On Small Black Holes in String Theory (2210.12033v1)

Abstract: We discuss the worldsheet sigma-model whose target space is the $d+1$ dimensional Euclidean Schwarzschild black hole. We argue that in the limit where the Hawking temperature of the black hole, $T$, approaches the Hagedorn temperature, $T_H$, it can be described in terms of a generalized version of the Horowitz-Polchinski effective theory. For $d\geq6$, where the Horowitz-Polchinski EFT [1,2] does not have suitable solutions, the modified effective Lagrangian allows one to study the black hole CFT in an expansion in powers of $d-6$ and $T_H-T$. At $T=T_H$, the sigma model is non-trivial for all $d>6$. It exhibits an enhanced $SU(2)$ symmetry, and is described by a non-abelian Thirring model with a radially dependent coupling.
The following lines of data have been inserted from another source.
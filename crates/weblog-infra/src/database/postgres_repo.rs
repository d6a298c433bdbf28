//! PostgreSQL repository implementations.
//!
//! The feed queries translate a `PostFilter` into a single select:
//! posts joined with author/category/location, LEFT JOIN on comments
//! with a COUNT aggregate, ordered by pub_date descending.

use async_trait::async_trait;
use sea_orm::{
    ColumnTrait, EntityTrait, FromQueryResult, JoinType, Order, PaginatorTrait, QueryFilter,
    QueryOrder, QuerySelect, RelationTrait, Select, prelude::DateTimeWithTimeZone,
};
use uuid::Uuid;

use weblog_core::domain::{Category, CommentView, PostView, User};
use weblog_core::error::RepoError;
use weblog_core::ports::{
    CategoryRepository, CommentRepository, LocationRepository, PostRepository, UserRepository,
};
use weblog_core::query::{Audience, PageRequest, PostFilter};

use super::entity::{category, comment, location, post, user};
use super::postgres_base::PostgresBaseRepository;

/// PostgreSQL user repository.
pub type PostgresUserRepository = PostgresBaseRepository<user::Entity>;

/// PostgreSQL category repository.
pub type PostgresCategoryRepository = PostgresBaseRepository<category::Entity>;

/// PostgreSQL location repository.
pub type PostgresLocationRepository = PostgresBaseRepository<location::Entity>;

/// PostgreSQL post repository.
pub type PostgresPostRepository = PostgresBaseRepository<post::Entity>;

/// PostgreSQL comment repository.
pub type PostgresCommentRepository = PostgresBaseRepository<comment::Entity>;

/// Row shape produced by the annotated post select.
#[derive(Debug, FromQueryResult)]
struct PostViewRow {
    id: Uuid,
    title: String,
    text: String,
    author_id: Uuid,
    author_username: String,
    category_id: Uuid,
    category_title: String,
    category_slug: String,
    category_is_published: bool,
    location_name: Option<String>,
    pub_date: DateTimeWithTimeZone,
    is_published: bool,
    comment_count: i64,
    created_at: DateTimeWithTimeZone,
}

impl From<PostViewRow> for PostView {
    fn from(row: PostViewRow) -> Self {
        Self {
            id: row.id,
            title: row.title,
            text: row.text,
            author_id: row.author_id,
            author_username: row.author_username,
            category_id: row.category_id,
            category_title: row.category_title,
            category_slug: row.category_slug,
            category_is_published: row.category_is_published,
            location_name: row.location_name,
            pub_date: row.pub_date.into(),
            is_published: row.is_published,
            comment_count: row.comment_count,
            created_at: row.created_at.into(),
        }
    }
}

/// Base select for `PostView` rows. Grouping is by the primary keys of
/// every joined table; the other selected columns are functionally
/// dependent on them.
fn post_view_select() -> Select<post::Entity> {
    post::Entity::find()
        .select_only()
        .columns([
            post::Column::Id,
            post::Column::Title,
            post::Column::Text,
            post::Column::AuthorId,
            post::Column::CategoryId,
            post::Column::PubDate,
            post::Column::IsPublished,
            post::Column::CreatedAt,
        ])
        .column_as(user::Column::Username, "author_username")
        .column_as(category::Column::Title, "category_title")
        .column_as(category::Column::Slug, "category_slug")
        .column_as(category::Column::IsPublished, "category_is_published")
        .column_as(location::Column::Name, "location_name")
        .column_as(comment::Column::Id.count(), "comment_count")
        .join(JoinType::InnerJoin, post::Relation::Author.def())
        .join(JoinType::InnerJoin, post::Relation::Category.def())
        .join(JoinType::LeftJoin, post::Relation::Location.def())
        .join(JoinType::LeftJoin, post::Relation::Comment.def())
        .group_by(post::Column::Id)
        .group_by(user::Column::Id)
        .group_by(category::Column::Id)
        .group_by(location::Column::Id)
}

/// Apply a `PostFilter` to a post select that already joins categories.
fn apply_filter(mut select: Select<post::Entity>, filter: &PostFilter) -> Select<post::Entity> {
    if let Audience::Public { now } = filter.audience {
        select = select
            .filter(post::Column::IsPublished.eq(true))
            .filter(category::Column::IsPublished.eq(true))
            .filter(post::Column::PubDate.lte(now));
    }
    if let Some(category_id) = filter.category_id {
        select = select.filter(post::Column::CategoryId.eq(category_id));
    }
    if let Some(author_id) = filter.author_id {
        select = select.filter(post::Column::AuthorId.eq(author_id));
    }
    select
}

#[async_trait]
impl UserRepository for PostgresUserRepository {
    async fn find_by_username(&self, username: &str) -> Result<Option<User>, RepoError> {
        let result = user::Entity::find()
            .filter(user::Column::Username.eq(username))
            .one(&self.db)
            .await
            .map_err(|e| RepoError::Query(e.to_string()))?;

        Ok(result.map(Into::into))
    }

    async fn find_by_email(&self, email: &str) -> Result<Option<User>, RepoError> {
        // Mask email for logging to avoid PII in logs
        let masked = if let Some(at_pos) = email.find('@') {
            let (local, domain) = email.split_at(at_pos);
            let masked_local = if local.len() > 1 {
                format!("{}***", &local[..1])
            } else {
                "***".to_string()
            };
            format!("{}{}", masked_local, domain)
        } else {
            "***".to_string()
        };
        tracing::debug!(user_email = %masked, "Finding user by email");

        let result = user::Entity::find()
            .filter(user::Column::Email.eq(email))
            .one(&self.db)
            .await
            .map_err(|e| RepoError::Query(e.to_string()))?;

        Ok(result.map(Into::into))
    }
}

#[async_trait]
impl CategoryRepository for PostgresCategoryRepository {
    async fn find_by_slug(&self, slug: &str) -> Result<Option<Category>, RepoError> {
        let result = category::Entity::find()
            .filter(category::Column::Slug.eq(slug))
            .one(&self.db)
            .await
            .map_err(|e| RepoError::Query(e.to_string()))?;

        Ok(result.map(Into::into))
    }
}

#[async_trait]
impl LocationRepository for PostgresLocationRepository {}

#[async_trait]
impl PostRepository for PostgresPostRepository {
    async fn find_view_by_id(&self, id: Uuid) -> Result<Option<PostView>, RepoError> {
        let row = post_view_select()
            .filter(post::Column::Id.eq(id))
            .into_model::<PostViewRow>()
            .one(&self.db)
            .await
            .map_err(|e| RepoError::Query(e.to_string()))?;

        Ok(row.map(Into::into))
    }

    async fn list(
        &self,
        filter: &PostFilter,
        page: &PageRequest,
    ) -> Result<Vec<PostView>, RepoError> {
        let rows = apply_filter(post_view_select(), filter)
            .order_by(post::Column::PubDate, Order::Desc)
            .offset(page.offset())
            .limit(page.per_page)
            .into_model::<PostViewRow>()
            .all(&self.db)
            .await
            .map_err(|e| RepoError::Query(e.to_string()))?;

        Ok(rows.into_iter().map(Into::into).collect())
    }

    async fn count(&self, filter: &PostFilter) -> Result<u64, RepoError> {
        // No aggregate select here, only the category join the
        // visibility clauses filter on.
        let select = apply_filter(
            post::Entity::find().join(JoinType::InnerJoin, post::Relation::Category.def()),
            filter,
        );

        select
            .count(&self.db)
            .await
            .map_err(|e| RepoError::Query(e.to_string()))
    }
}

/// Row shape for comments joined with their author.
#[derive(Debug, FromQueryResult)]
struct CommentViewRow {
    id: Uuid,
    post_id: Uuid,
    author_id: Uuid,
    author_username: String,
    text: String,
    created_at: DateTimeWithTimeZone,
}

impl From<CommentViewRow> for CommentView {
    fn from(row: CommentViewRow) -> Self {
        Self {
            id: row.id,
            post_id: row.post_id,
            author_id: row.author_id,
            author_username: row.author_username,
            text: row.text,
            created_at: row.created_at.into(),
        }
    }
}

#[async_trait]
impl CommentRepository for PostgresCommentRepository {
    async fn find_by_post(&self, post_id: Uuid) -> Result<Vec<CommentView>, RepoError> {
        let rows = comment::Entity::find()
            .select_only()
            .columns([
                comment::Column::Id,
                comment::Column::PostId,
                comment::Column::AuthorId,
                comment::Column::Text,
                comment::Column::CreatedAt,
            ])
            .column_as(user::Column::Username, "author_username")
            .join(JoinType::InnerJoin, comment::Relation::Author.def())
            .filter(comment::Column::PostId.eq(post_id))
            .order_by(comment::Column::CreatedAt, Order::Asc)
            .into_model::<CommentViewRow>()
            .all(&self.db)
            .await
            .map_err(|e| RepoError::Query(e.to_string()))?;

        Ok(rows.into_iter().map(Into::into).collect())
    }
}

#[cfg(test)]
mod tests {
    use chrono::Utc;
    use sea_orm::{DbBackend, QueryTrait};
    use weblog_core::domain::Actor;

    use super::*;

    #[test]
    fn public_feed_sql_filters_and_orders() {
        let stmt = apply_filter(post_view_select(), &PostFilter::feed(Utc::now()))
            .order_by(post::Column::PubDate, Order::Desc)
            .build(DbBackend::Postgres)
            .to_string();

        assert!(stmt.contains(r#""posts"."is_published" = TRUE"#));
        assert!(stmt.contains(r#""categories"."is_published" = TRUE"#));
        assert!(stmt.contains(r#""posts"."pub_date" <="#));
        assert!(stmt.contains(r#"ORDER BY "posts"."pub_date" DESC"#));
        assert!(stmt.contains(r#"COUNT("comments"."id") AS "comment_count""#));
        assert!(stmt.contains("LEFT JOIN"));
        assert!(stmt.contains("GROUP BY"));
    }

    #[test]
    fn category_feed_sql_adds_category_clause() {
        let category_id = Uuid::new_v4();
        let stmt = apply_filter(
            post_view_select(),
            &PostFilter::category_feed(category_id, Utc::now()),
        )
        .build(DbBackend::Postgres)
        .to_string();

        assert!(stmt.contains(r#""posts"."category_id" ="#));
        assert!(stmt.contains(r#""posts"."is_published" = TRUE"#));
    }

    #[test]
    fn owner_profile_feed_sql_skips_visibility_clauses() {
        let author_id = Uuid::new_v4();
        let owner = Actor {
            id: author_id,
            is_superuser: false,
        };
        let stmt = apply_filter(
            post_view_select(),
            &PostFilter::profile_feed(author_id, Some(&owner), Utc::now()),
        )
        .build(DbBackend::Postgres)
        .to_string();

        assert!(stmt.contains(r#""posts"."author_id" ="#));
        assert!(!stmt.contains(r#""posts"."is_published" = TRUE"#));
        assert!(!stmt.contains(r#""posts"."pub_date" <="#));
    }

    #[test]
    fn stranger_profile_feed_sql_keeps_visibility_clauses() {
        let stmt = apply_filter(
            post_view_select(),
            &PostFilter::profile_feed(Uuid::new_v4(), None, Utc::now()),
        )
        .build(DbBackend::Postgres)
        .to_string();

        assert!(stmt.contains(r#""posts"."author_id" ="#));
        assert!(stmt.contains(r#""posts"."is_published" = TRUE"#));
        assert!(stmt.contains(r#""categories"."is_published" = TRUE"#));
    }
}
//! JWT token service implementation.

use chrono::{TimeDelta, Utc};
use jsonwebtoken::{DecodingKey, EncodingKey, Header, Validation, decode, encode};
use serde::{Deserialize, Serialize};
use uuid::Uuid;

use weblog_core::ports::{AuthError, TokenClaims, TokenService};

/// JWT token service configuration.
#[derive(Debug, Clone)]
pub struct JwtConfig {
    pub secret: String,
    pub expiration_hours: i64,
    pub issuer: String,
}

impl Default for JwtConfig {
    fn default() -> Self {
        Self {
            secret: "change-me-in-production".to_string(),
            expiration_hours: 24,
            issuer: "weblog-api".to_string(),
        }
    }
}

/// Internal JWT claims structure for serialization.
#[derive(Debug, Serialize, Deserialize)]
struct Claims {
    sub: String, // user_id
    username: String,
    su: bool, // is_superuser
    exp: i64,    // expiration timestamp
    iat: i64,    // issued at
    iss: String, // issuer
}

/// JWT-based token service.
pub struct JwtTokenService {
    encoding_key: EncodingKey,
    decoding_key: DecodingKey,
    config: JwtConfig,
}

impl JwtTokenService {
    pub fn new(config: JwtConfig) -> Self {
        let encoding_key = EncodingKey::from_secret(config.secret.as_bytes());
        let decoding_key = DecodingKey::from_secret(config.secret.as_bytes());

        Self {
            encoding_key,
            decoding_key,
            config,
        }
    }

    pub fn from_env() -> Self {
        let secret =
            std::env::var("JWT_SECRET").unwrap_or_else(|_| "change-me-in-production".to_string());

        // Warn if using default secret in production
        if secret == "change-me-in-production" {
            let is_production = std::env::var("RUST_ENV")
                .map(|v| v == "production" || v == "prod")
                .unwrap_or(false);

            if is_production {
                tracing::error!(
                    "SECURITY: Using default JWT secret in production! Set JWT_SECRET environment variable."
                );
            } else {
                tracing::warn!("Using default JWT secret. Set JWT_SECRET for production use.");
            }
        }

        let config = JwtConfig {
            secret,
            expiration_hours: std::env::var("JWT_EXPIRATION_HOURS")
                .ok()
                .and_then(|s| s.parse().ok())
                .unwrap_or(24),
            issuer: std::env::var("JWT_ISSUER").unwrap_or_else(|_| "weblog-api".to_string()),
        };
        Self::new(config)
    }
}

impl TokenService for JwtTokenService {
    fn generate_token(
        &self,
        user_id: Uuid,
        username: &str,
        is_superuser: bool,
    ) -> Result<String, AuthError> {
        let now = Utc::now();
        let exp = now + TimeDelta::hours(self.config.expiration_hours);

        let claims = Claims {
            sub: user_id.to_string(),
            username: username.to_string(),
            su: is_superuser,
            exp: exp.timestamp(),
            iat: now.timestamp(),
            iss: self.config.issuer.clone(),
        };

        encode(&Header::default(), &claims, &self.encoding_key)
            .map_err(|e| AuthError::InvalidToken(e.to_string()))
    }

    fn validate_token(&self, token: &str) -> Result<TokenClaims, AuthError> {
        let mut validation = Validation::default();
        validation.set_issuer(&[&self.config.issuer]);

        let token_data = decode::<Claims>(token, &self.decoding_key, &validation).map_err(|e| {
            match e.kind() {
                jsonwebtoken::errors::ErrorKind::ExpiredSignature => AuthError::TokenExpired,
                _ => AuthError::InvalidToken(e.to_string()),
            }
        })?;

        let user_id = Uuid::parse_str(&token_data.claims.sub)
            .map_err(|e| AuthError::InvalidToken(e.to_string()))?;

        Ok(TokenClaims {
            user_id,
            username: token_data.claims.username,
            is_superuser: token_data.claims.su,
            exp: token_data.claims.exp,
        })
    }

    fn expiration_seconds(&self) -> i64 {
        self.config.expiration_hours * 3600
    }
}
The resulting picture connects naturally to the results of [3-5], that relate Schwarzschild black holes in flat spacetime at large $d$ to the two dimensional black hole. We also discuss an analogous open string system, in which the black hole is replaced by a system of two separated D-branes connected by a throat. In this system, the asymptotic separation of the branes plays the role of the inverse temperature. At the critical separation, the system is described by a Kondo-type model, which again exhibits an enhanced $SU(2)$ symmetry. At large $d$, the brane system gives rise to the hairpin brane [6].